The crystal structure of ATP-dependent phosphoenolpyruvate carboxykinase (ATP-oxaloacetate carboxy-lyase, (transphosphorylating), E.C. 4.1.1.49; PCK) from Escherichia coli strain K12 has been determined using a combination of multiple isomorphous replacement, density modification, and partial model phase combination, and refined to a conventional X-index of 0.204 (R(free) = 0.244) at 1.9 Angstrom resolution. Each PCK molecule consists of a 275 residue N-terminal domain and 265 residue C-terminal or mononucleotide-binding domain, with the active site postulated to be within a cleft between the two domains.

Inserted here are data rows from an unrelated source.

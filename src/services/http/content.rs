use axum::{
    extract::{Path, Query, State},
    http::StatusCode,
    Json,
};
use serde_json::{json, Value};

use super::{AdminCaller, AppState};
use crate::models::content::{
    ContactFilter, ContactReply, ContactRequest, NewContactRequest, NewsArticle, NewsInput,
    SiteSettings, SiteSettingsPatch, SiteUpdate, SiteUpdateInput,
};
use crate::services::content::ContentRequest;
use crate::services::{call, ServiceError};

const SERVICE: &str = "Content";

async fn news(state: &AppState, published_only: bool) -> Result<Json<Vec<NewsArticle>>, ServiceError> {
    let articles = call(&state.channels.content, SERVICE, |response| {
        ContentRequest::ListNews {
            published_only,
            response,
        }
    })
    .await?;

    Ok(Json(articles))
}

pub async fn published_news(
    State(state): State<AppState>,
) -> Result<Json<Vec<NewsArticle>>, ServiceError> {
    news(&state, true).await
}

pub async fn all_news(
    State(state): State<AppState>,
    _admin: AdminCaller,
) -> Result<Json<Vec<NewsArticle>>, ServiceError> {
    news(&state, false).await
}

pub async fn create_news(
    State(state): State<AppState>,
    _admin: AdminCaller,
    Json(article): Json<NewsInput>,
) -> Result<(StatusCode, Json<NewsArticle>), ServiceError> {
    let article = call(&state.channels.content, SERVICE, |response| {
        ContentRequest::CreateNews { article, response }
    })
    .await?;

    Ok((StatusCode::CREATED, Json(article)))
}

pub async fn update_news(
    State(state): State<AppState>,
    _admin: AdminCaller,
    Path(id): Path<String>,
    Json(article): Json<NewsInput>,
) -> Result<Json<NewsArticle>, ServiceError> {
    let article = call(&state.channels.content, SERVICE, |response| {
        ContentRequest::UpdateNews {
            id,
            article,
            response,
        }
    })
    .await?;

    Ok(Json(article))
}

pub async fn delete_news(
    State(state): State<AppState>,
    _admin: AdminCaller,
    Path(id): Path<String>,
) -> Result<StatusCode, ServiceError> {
    call(&state.channels.content, SERVICE, |response| {
        ContentRequest::DeleteNews { id, response }
    })
    .await?;

    Ok(StatusCode::NO_CONTENT)
}

pub async fn list_site_updates(
    State(state): State<AppState>,
) -> Result<Json<Vec<SiteUpdate>>, ServiceError> {
    let updates = call(&state.channels.content, SERVICE, |response| {
        ContentRequest::ListSiteUpdates { response }
    })
    .await?;

    Ok(Json(updates))
}

pub async fn create_site_update(
    State(state): State<AppState>,
    _admin: AdminCaller,
    Json(update): Json<SiteUpdateInput>,
) -> Result<(StatusCode, Json<SiteUpdate>), ServiceError> {
    let update = call(&state.channels.content, SERVICE, |response| {
        ContentRequest::CreateSiteUpdate { update, response }
    })
    .await?;

    Ok((StatusCode::CREATED, Json(update)))
}

pub async fn update_site_update(
    State(state): State<AppState>,
    _admin: AdminCaller,
    Path(id): Path<String>,
    Json(update): Json<SiteUpdateInput>,
) -> Result<Json<SiteUpdate>, ServiceError> {
    let update = call(&state.channels.content, SERVICE, |response| {
        ContentRequest::UpdateSiteUpdate {
            id,
            update,
            response,
        }
    })
    .await?;

    Ok(Json(update))
}

pub async fn delete_site_update(
    State(state): State<AppState>,
    _admin: AdminCaller,
    Path(id): Path<String>,
) -> Result<StatusCode, ServiceError> {
    call(&state.channels.content, SERVICE, |response| {
        ContentRequest::DeleteSiteUpdate { id, response }
    })
    .await?;

    Ok(StatusCode::NO_CONTENT)
}

pub async fn get_settings(State(state): State<AppState>) -> Result<Json<SiteSettings>, ServiceError> {
    let settings = call(&state.channels.content, SERVICE, |response| {
        ContentRequest::GetSettings { response }
    })
    .await?;

    Ok(Json(settings))
}

pub async fn update_settings(
    State(state): State<AppState>,
    AdminCaller(admin): AdminCaller,
    Json(patch): Json<SiteSettingsPatch>,
) -> Result<Json<SiteSettings>, ServiceError> {
    log::info!("Admin {} updating site settings", admin.id);

    let settings = call(&state.channels.content, SERVICE, |response| {
        ContentRequest::UpdateSettings { patch, response }
    })
    .await?;

    Ok(Json(settings))
}

pub async fn create_contact(
    State(state): State<AppState>,
    Json(request): Json<NewContactRequest>,
) -> Result<(StatusCode, Json<ContactRequest>), ServiceError> {
    let request = call(&state.channels.content, SERVICE, |response| {
        ContentRequest::CreateContact { request, response }
    })
    .await?;

    Ok((StatusCode::CREATED, Json(request)))
}

pub async fn list_contacts(
    State(state): State<AppState>,
    _admin: AdminCaller,
    Query(filter): Query<ContactFilter>,
) -> Result<Json<Vec<ContactRequest>>, ServiceError> {
    let requests = call(&state.channels.content, SERVICE, |response| {
        ContentRequest::ListContacts {
            status: filter.status,
            response,
        }
    })
    .await?;

    Ok(Json(requests))
}

pub async fn reply_contact(
    State(state): State<AppState>,
    _admin: AdminCaller,
    Path(id): Path<String>,
    Json(body): Json<ContactReply>,
) -> Result<Json<ContactRequest>, ServiceError> {
    let request = call(&state.channels.content, SERVICE, |response| {
        ContentRequest::ReplyContact {
            id,
            reply: body.reply,
            response,
        }
    })
    .await?;

    Ok(Json(request))
}

pub async fn delete_contact(
    State(state): State<AppState>,
    _admin: AdminCaller,
    Path(id): Path<String>,
) -> Result<StatusCode, ServiceError> {
    call(&state.channels.content, SERVICE, |response| {
        ContentRequest::DeleteContact { id, response }
    })
    .await?;

    Ok(StatusCode::NO_CONTENT)
}

pub async fn delete_closed_contacts(
    State(state): State<AppState>,
    _admin: AdminCaller,
) -> Result<Json<Value>, ServiceError> {
    let deleted = call(&state.channels.content, SERVICE, |response| {
        ContentRequest::DeleteClosedContacts { response }
    })
    .await?;

    Ok(Json(json!({ "deleted": deleted })))
}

PCK is an open-faced, mixed alpha/beta protein, with each domain having an alpha/beta/alpha folding topology as found in several other mononucleoside-binding enzymes. The putative phosphate-binding site of ATP adopts the P-loop motif common to many ATP and GTP-binding proteins, and is similar in structure to that found within adenylate kinase. However, the beta-sheet topology within the mononucleotide-binding fold of PCK differs from all other families within the P-loop containing nucleoside triphosphate hydrolase superfamily, therefore suggesting it represents the first member in a new family of such proteins. The mononucleotide-binding domain is also different in structure compared to the classical mononucleotide-binding fold (CMBF) common to adenylate kinase, p21ras, and elongation factor-Tu. Several amino acid residues, including R65, K212, K213, H232, K254, D269, K288 and R333 appear to make up the active site of the enzyme, and are found to be absolutely conserved among known members of the ATP-dependent PCK family A cysteine residue is located near the active-site, as has been suggested for other PCKs, although in the E. coli enzyme C233 is buried and so is most likely not involved in substrate binding or catalysis. Two binding sites of the calcium-analog Tb3+ have been determined, one within the active site coordinating to the side-chain of D269, and the other within the C-terminal domain coordinating to the side-chains of E508 and E511. (C) 1996 Academic Press Limited.